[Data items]
* * * * *
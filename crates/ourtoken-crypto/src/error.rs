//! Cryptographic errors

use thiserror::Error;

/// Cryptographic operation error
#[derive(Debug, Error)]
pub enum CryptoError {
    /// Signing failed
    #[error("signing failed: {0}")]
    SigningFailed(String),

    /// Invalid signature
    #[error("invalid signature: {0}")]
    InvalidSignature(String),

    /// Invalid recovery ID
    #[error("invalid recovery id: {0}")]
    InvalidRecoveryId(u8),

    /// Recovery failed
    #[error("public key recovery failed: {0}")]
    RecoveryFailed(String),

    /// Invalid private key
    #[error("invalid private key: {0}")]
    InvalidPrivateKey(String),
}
* * * * *
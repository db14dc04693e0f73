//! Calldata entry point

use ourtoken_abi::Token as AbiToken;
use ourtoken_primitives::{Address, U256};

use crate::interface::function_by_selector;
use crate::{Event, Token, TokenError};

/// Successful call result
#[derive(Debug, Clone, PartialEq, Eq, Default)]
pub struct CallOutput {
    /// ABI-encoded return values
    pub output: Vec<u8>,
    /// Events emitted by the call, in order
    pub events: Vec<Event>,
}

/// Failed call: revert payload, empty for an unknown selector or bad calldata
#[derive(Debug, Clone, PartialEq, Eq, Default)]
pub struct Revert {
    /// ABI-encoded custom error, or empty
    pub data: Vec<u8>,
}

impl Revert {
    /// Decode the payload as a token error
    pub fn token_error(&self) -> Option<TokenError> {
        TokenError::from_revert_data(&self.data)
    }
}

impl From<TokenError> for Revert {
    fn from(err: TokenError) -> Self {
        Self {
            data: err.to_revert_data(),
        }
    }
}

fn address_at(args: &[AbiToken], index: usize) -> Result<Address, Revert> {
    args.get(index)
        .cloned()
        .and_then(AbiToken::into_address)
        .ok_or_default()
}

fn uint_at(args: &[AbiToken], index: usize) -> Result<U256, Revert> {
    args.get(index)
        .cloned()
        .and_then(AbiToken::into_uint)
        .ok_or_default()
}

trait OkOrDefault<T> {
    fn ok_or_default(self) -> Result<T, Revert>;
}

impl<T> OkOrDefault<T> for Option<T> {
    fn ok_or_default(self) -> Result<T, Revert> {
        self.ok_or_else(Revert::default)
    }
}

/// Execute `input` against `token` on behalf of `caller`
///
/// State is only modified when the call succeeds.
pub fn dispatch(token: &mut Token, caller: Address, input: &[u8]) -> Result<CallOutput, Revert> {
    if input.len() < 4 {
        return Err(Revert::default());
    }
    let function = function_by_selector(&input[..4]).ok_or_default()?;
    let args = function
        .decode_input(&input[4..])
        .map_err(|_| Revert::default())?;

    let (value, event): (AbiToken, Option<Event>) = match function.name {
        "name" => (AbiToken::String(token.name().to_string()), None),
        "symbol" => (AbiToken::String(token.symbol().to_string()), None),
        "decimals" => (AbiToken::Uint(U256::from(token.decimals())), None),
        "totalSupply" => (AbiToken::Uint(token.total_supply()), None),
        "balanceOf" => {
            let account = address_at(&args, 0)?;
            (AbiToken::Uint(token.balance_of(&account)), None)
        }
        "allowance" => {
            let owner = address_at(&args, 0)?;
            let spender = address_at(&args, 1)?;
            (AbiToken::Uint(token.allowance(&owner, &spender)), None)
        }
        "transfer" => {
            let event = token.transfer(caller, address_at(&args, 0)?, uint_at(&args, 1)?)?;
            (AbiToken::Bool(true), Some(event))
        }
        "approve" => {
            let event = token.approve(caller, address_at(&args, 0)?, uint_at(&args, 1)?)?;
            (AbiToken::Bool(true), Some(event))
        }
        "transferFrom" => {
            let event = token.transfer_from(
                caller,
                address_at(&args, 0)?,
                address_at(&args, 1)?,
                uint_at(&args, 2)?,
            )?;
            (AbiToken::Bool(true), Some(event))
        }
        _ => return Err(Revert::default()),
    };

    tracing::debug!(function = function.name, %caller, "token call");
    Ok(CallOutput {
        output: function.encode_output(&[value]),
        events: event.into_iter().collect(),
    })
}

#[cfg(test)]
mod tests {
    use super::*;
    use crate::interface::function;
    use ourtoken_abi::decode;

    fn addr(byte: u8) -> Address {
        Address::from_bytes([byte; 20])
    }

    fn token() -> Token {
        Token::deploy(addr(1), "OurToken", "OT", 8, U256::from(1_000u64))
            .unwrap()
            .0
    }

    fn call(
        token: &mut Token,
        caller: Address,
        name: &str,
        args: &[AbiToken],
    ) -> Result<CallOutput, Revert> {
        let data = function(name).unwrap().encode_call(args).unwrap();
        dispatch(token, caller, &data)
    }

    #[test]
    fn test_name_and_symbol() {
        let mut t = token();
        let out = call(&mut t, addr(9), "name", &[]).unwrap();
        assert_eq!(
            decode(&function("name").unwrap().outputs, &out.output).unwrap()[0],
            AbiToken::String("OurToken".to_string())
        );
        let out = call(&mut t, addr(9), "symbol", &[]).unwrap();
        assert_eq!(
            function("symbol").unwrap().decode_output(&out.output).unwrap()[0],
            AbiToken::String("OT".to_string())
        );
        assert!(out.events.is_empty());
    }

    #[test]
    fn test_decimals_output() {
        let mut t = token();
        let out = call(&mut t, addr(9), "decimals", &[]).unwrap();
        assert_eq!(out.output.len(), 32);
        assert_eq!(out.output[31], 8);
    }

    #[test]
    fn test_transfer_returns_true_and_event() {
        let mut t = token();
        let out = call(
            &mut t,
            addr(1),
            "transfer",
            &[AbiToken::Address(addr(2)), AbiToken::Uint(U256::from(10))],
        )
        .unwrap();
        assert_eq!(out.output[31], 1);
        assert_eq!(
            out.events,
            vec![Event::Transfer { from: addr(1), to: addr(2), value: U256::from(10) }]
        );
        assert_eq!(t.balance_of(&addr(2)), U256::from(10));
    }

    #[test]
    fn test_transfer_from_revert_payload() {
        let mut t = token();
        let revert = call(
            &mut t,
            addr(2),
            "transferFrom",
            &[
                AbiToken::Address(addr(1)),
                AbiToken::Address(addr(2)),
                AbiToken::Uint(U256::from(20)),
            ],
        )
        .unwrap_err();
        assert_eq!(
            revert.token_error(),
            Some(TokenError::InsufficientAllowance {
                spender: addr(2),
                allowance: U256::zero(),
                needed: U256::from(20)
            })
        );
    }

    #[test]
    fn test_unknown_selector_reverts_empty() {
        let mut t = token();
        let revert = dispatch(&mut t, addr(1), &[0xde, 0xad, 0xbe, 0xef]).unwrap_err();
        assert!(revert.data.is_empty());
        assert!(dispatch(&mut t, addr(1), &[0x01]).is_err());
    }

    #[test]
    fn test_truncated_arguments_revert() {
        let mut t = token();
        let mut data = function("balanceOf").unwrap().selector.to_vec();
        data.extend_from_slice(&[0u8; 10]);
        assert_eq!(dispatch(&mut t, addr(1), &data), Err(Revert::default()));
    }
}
* * * * *
** Required action **
Out of the records above, pull each line containing the word "Option".

** Written reply **
    pub fn token_error(&self) -> Option<TokenError> {
impl<T> OkOrDefault<T> for Option<T> {
    let (value, event): (AbiToken, Option<Event>) = match function.name {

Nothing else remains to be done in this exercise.